### EXERCISE
Please report how many lines in the data underneath hold the word "FileProcessor", with no other text.

### EXTRACTED ENTRIES
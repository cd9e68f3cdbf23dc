// crates/line_marker/src/lib.rs

//! Single home for the marker literals shared across the cleaning
//! tool-chain.

/// Prefixes that exempt a line from allow-list validation. A line whose
/// whitespace-trimmed content starts with either marker is always kept,
/// whatever characters follow.
pub const KEEP_MARKERS: [&str; 2] = ["P1", "P2"];

/// The token a file is cut at in split mode. Splitting is purely
/// textual: **any** occurrence counts, not only occurrences at the start
/// of a line.
pub const SPLIT_MARKER: &str = "P1";
// crates/process_folder/src/lib.rs

//! Batch orchestration: applies one of the per-file operations to every
//! regular file directly inside an input folder, isolating failures per
//! file so one unreadable file never aborts the rest of the run.

pub mod processor;

use std::path::PathBuf;

use anyhow::Result;
use walkdir::WalkDir;

pub use processor::{clean_file, split_file, FileProcessor, LineCleaner, MarkerSplitter};

/// Which operation the batch applies to each file.
#[derive(Debug, Clone, Copy, PartialEq, Eq)]
pub enum Mode {
    /// Drop lines containing disallowed characters.
    Clean,
    /// Cut files into segments at marker boundaries.
    Split,
}

impl Mode {
    /// Returns the processor implementing this mode.
    pub fn processor(self) -> &'static dyn FileProcessor {
        match self {
            Mode::Clean => &LineCleaner,
            Mode::Split => &MarkerSplitter,
        }
    }
}

/// Explicit batch configuration: where to read, where to write, what to
/// do. Passed into the processing functions instead of living in any
/// interactive front end.
#[derive(Debug, Clone)]
pub struct FolderConfig {
    pub input_dir: PathBuf,
    pub output_dir: PathBuf,
    pub mode: Mode,
}

/// Outcome of processing a single file.
#[derive(Debug, Clone, PartialEq, Eq)]
pub enum FileOutcome {
    /// The file went through; `count` is lines removed in clean mode and
    /// files written in split mode.
    Processed { count: usize },
    /// Reading or writing this file failed; the batch carried on.
    Failed { message: String },
}

/// One file's name paired with what happened to it.
#[derive(Debug, Clone, PartialEq, Eq)]
pub struct FileReport {
    pub file_name: String,
    pub outcome: FileOutcome,
}

/// Aggregated result of one batch run.
#[derive(Debug, Default)]
pub struct BatchSummary {
    /// Files processed without error.
    pub processed: usize,
    /// Files that failed to read or write.
    pub failed: usize,
    /// Sum of the per-file counts (lines removed / files written).
    pub total_count: usize,
    /// Per-file reports, in processing order.
    pub reports: Vec<FileReport>,
}

/// Runs `config.mode`'s operation over every regular file directly
/// inside `config.input_dir`; results land in `config.output_dir`.
pub fn process_folder(config: &FolderConfig) -> Result<BatchSummary> {
    process_folder_with(config.mode.processor(), config)
}

/// Like [`process_folder`], but with an explicit processor.
///
/// Subdirectories are not descended into. Files are visited in sorted
/// name order so summaries are deterministic. A failure on one file is
/// recorded in the summary and does not stop the batch; the only errors
/// returned from this function are the up-front directory checks, which
/// abort before any file is touched.
pub fn process_folder_with(
    processor: &dyn FileProcessor,
    config: &FolderConfig,
) -> Result<BatchSummary> {
    if !config.input_dir.is_dir() {
        return Err(anyhow::anyhow!(
            "Input folder does not exist: {}",
            config.input_dir.display()
        ));
    }
    if !config.output_dir.is_dir() {
        return Err(anyhow::anyhow!(
            "Output folder does not exist: {}",
            config.output_dir.display()
        ));
    }

    let mut files: Vec<PathBuf> = WalkDir::new(&config.input_dir)
        .min_depth(1)
        .max_depth(1)
        .into_iter()
        .filter_map(|entry| entry.ok())
        .filter(|entry| entry.file_type().is_file())
        .map(|entry| entry.into_path())
        .collect();
    files.sort();

    let mut summary = BatchSummary::default();
    for path in files {
        let file_name = path
            .file_name()
            .and_then(|s| s.to_str())
            .unwrap_or("<non-utf8 name>")
            .to_string();

        let outcome = match processor.process(&path, &config.output_dir) {
            Ok(count) => {
                summary.processed += 1;
                summary.total_count += count;
                FileOutcome::Processed { count }
            }
            Err(err) => {
                summary.failed += 1;
                log::warn!("Error processing {}: {:#}", file_name, err);
                FileOutcome::Failed {
                    message: format!("{:#}", err),
                }
            }
        };
        summary.reports.push(FileReport { file_name, outcome });
    }

    Ok(summary)
}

### RESULT FOR THIS TASK
3